LLVM cannot eliminate the useless stores after memset since the store to 
"unrelated" clobbers. But if we put the stores to "dst" ahead of the 
store to "unrelated", we could prevent confusing the compiler. See also 
the compiler explorer link: https://godbolt.org/z/P9jnKod3v and the 
issue of LLVM: https://github.com/llvm/llvm-project/issues/88632


To improve the codegen quality, I think it's also possible to modify the 
source code, changing the order of initialization of the member, to get 
better optimization. But I don't know whether this can be considered as 
a bug, thus post the issue here.


If anyone could confirm this problem or post a patch for it, let me know 
please. Thanks!



Best regards. Hongyu.


Re: Missed compiler optimization issue in function select_rtable_names_for_explain

2024-05-22 Thread XChy
How is the memset in select_rtable_names_for_explain a dead-store? 
Even memset

calls could be optimized away from the EXPLAIN codepath I have a feeling it
would have to be many in a tight loop for it to be measurable even?

--
Daniel Gustafsson


For the first question, I don't mean that the memset is the dead store. 
I mean that the stores with value "0" after the memset are dead:


```

    dpns.subplans = NIL;
    dpns.ctes = NIL;
    dpns.appendrels = NULL;
```
since the memset has written zeroes to the object "dpns", and these 
members are known to be zero.


For the second question, you are right, I don't really profile it or 
measure the performance impact for it.
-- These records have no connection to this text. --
use std::collections::HashMap;

use super::http::Outcome;
use super::table::VideoRecord;

/// One output row: the input identity fields joined with the fetched
/// metrics for that video ID.
#[derive(Debug, Clone, PartialEq, Serialize)]
pub struct ReportRow {
    pub nickname: String,
    pub title: String,
    pub channel_name: String,
    pub upload_date: String,
    pub url: String,
    pub video_id: String,
    pub view_count: String,
    pub like_count: String,
    pub comment_count: String,
    pub duration: String,
    pub error: String,
}

/// Join fetch outcomes with the original input rows and sort by upload
/// date for easier reading. The sort is a plain string comparison, so
/// placeholder "N/A" dates interleave lexically with real timestamps.
pub fn build_report(
    videos_by_id: &HashMap<String, VideoRecord>,
    outcomes: HashMap<String, Outcome>,
) -> Vec<ReportRow> {
    let mut rows: Vec<ReportRow> = outcomes.into_iter()
        .map(|(video_id, outcome)| {
            let (metrics, error) = outcome.into_fields();
            let (nickname, url) = match videos_by_id.get(&video_id) {
                Some(video) => (video.nickname.clone(), video.url.clone()),
                // shouldn't happen: every fetched ID came from a record
                None => ("N/A".to_string(), "N/A".to_string()),
            };
            ReportRow {
                nickname,
                title: metrics.title,
                channel_name: metrics.channel_name,
                upload_date: metrics.upload_date,
                url,
                video_id,
                view_count: metrics.view_count,
                like_count: metrics.like_count,
                comment_count: metrics.comment_count,
                duration: metrics.duration,
                error,
            }
        })
        .collect();
    rows.sort_by(|a, b| a.upload_date.cmp(&b.upload_date));
    rows
}

#[cfg(test)]
mod tests {
    use super::*;
    use crate::http::VideoMetrics;

    fn record(nickname: &str, url: &str) -> VideoRecord {
        VideoRecord {
            nickname: nickname.to_string(),
            url: url.to_string(),
        }
    }

    fn metrics(upload_date: &str) -> VideoMetrics {
        VideoMetrics {
            title: "A title".to_string(),
            channel_name: "A channel".to_string(),
            upload_date: upload_date.to_string(),
            view_count: "1000".to_string(),
            like_count: "100".to_string(),
            comment_count: "10".to_string(),
            duration: "PT3M14S".to_string(),
        }
    }

    #[test]
    fn joins_identity_fields_with_metrics() {
        let mut videos_by_id = HashMap::new();
        videos_by_id.insert(
            "abc123".to_string(),
            record("Alice", "https://www.youtube.com/watch?v=abc123"),
        );
        let mut outcomes = HashMap::new();
        outcomes.insert(
            "abc123".to_string(),
            Outcome::Found(metrics("2025-03-14T09:26:53Z")),
        );

        let rows = build_report(&videos_by_id, outcomes);
        assert_eq!(rows.len(), 1);
        let row = &rows[0];
        assert_eq!(row.nickname, "Alice");
        assert_eq!(row.url, "https://www.youtube.com/watch?v=abc123");
        assert_eq!(row.video_id, "abc123");
        assert_eq!(row.title, "A title");
        assert_eq!(row.view_count, "1000");
        assert_eq!(row.error, "");
    }

    #[test]
    fn missing_videos_keep_their_row_with_placeholders() {
        let mut videos_by_id = HashMap::new();
        videos_by_id.insert(
            "xyz789".to_string(),
            record("Bob", "https://youtu.be/xyz789"),
        );
        let mut outcomes = HashMap::new();
        outcomes.insert("xyz789".to_string(), Outcome::NotFound);

        let rows = build_report(&videos_by_id, outcomes);
        assert_eq!(rows.len(), 1);
        let row = &rows[0];
        assert_eq!(row.nickname, "Bob");
        assert_eq!(row.url, "https://youtu.be/xyz789");
        assert_eq!(row.title, "N/A");
        assert_eq!(row.upload_date, "N/A");
        assert_eq!(row.view_count, "0");
        assert_eq!(row.error, "Video not found (may be deleted or private)");
    }

    #[test]
    fn unknown_ids_fall_back_to_placeholder_identity() {
        let videos_by_id = HashMap::new();
        let mut outcomes = HashMap::new();
        outcomes.insert(
            "orphan".to_string(),
            Outcome::Found(metrics("2025-03-14T09:26:53Z")),
        );

        let rows = build_report(&videos_by_id, outcomes);
        assert_eq!(rows[0].nickname, "N/A");
        assert_eq!(rows[0].url, "N/A");
    }

    #[test]
    fn rows_sort_by_upload_date_string() {
        let mut videos_by_id = HashMap::new();
        videos_by_id.insert("a".to_string(), record("Alice", "https://youtu.be/a"));
        videos_by_id.insert("b".to_string(), record("Bob", "https://youtu.be/b"));
        videos_by_id.insert("c".to_string(), record("Carol", "https://youtu.be/c"));

        let mut outcomes = HashMap::new();
        outcomes.insert("a".to_string(), Outcome::Found(metrics("2025-06-01T00:00:00Z")));
        outcomes.insert("b".to_string(), Outcome::Found(metrics("2024-12-31T23:59:59Z")));
        // placeholder "N/A" sorts lexically after the digit-led timestamps
        outcomes.insert("c".to_string(), Outcome::NotFound);

        let rows = build_report(&videos_by_id, outcomes);
        let dates: Vec<&str> = rows.iter().map(|row| row.upload_date.as_str()).collect();
        assert_eq!(dates, vec!["2024-12-31T23:59:59Z", "2025-06-01T00:00:00Z", "N/A"]);
    }
}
I just think it's worthwhile to 
improve codegen quality without affecting readability, as adopting 
performance tips from some static analyzer.


Best regards, Hongyu.


Re: Missed compiler optimization issue in function select_rtable_names_for_explain

2024-05-22 Thread XChy


在 2024/5/22 18:55, Daniel Gustafsson 写道:

I mean that the stores with value "0" after the memset are dead:
```
 dpns.subplans = NIL;
 dpns.ctes = NIL;
 dpns.appendrels = NULL;
```
since the memset has written zeroes to the object "dpns", and these members are 
known to be zero.

They are known to be zero, but that's not entirely equivalent though is it?
NIL is defined as ((List *) NULL) and NULL is typically defined as ((void *)
0), so sizeof(0) would be the size of an int and sizeof(NULL) would be the size
of a void pointer.


The type or size doesn't matter here. At IR or assembly level, they are 
all zeroes.


My main point is that "dpns.xxx" are filled with zeroes by the memset 
firstly, and overwriting them with zeroes in the following stores is 
redundant. LLVM cannot remove the redundant overwrites due to the 
initialization order. If we adjust the order of the initialization of 
"dpns.xxx", the compiler can remove such stores.


Does my explanation make sense to you?

Best regards, Hongyu.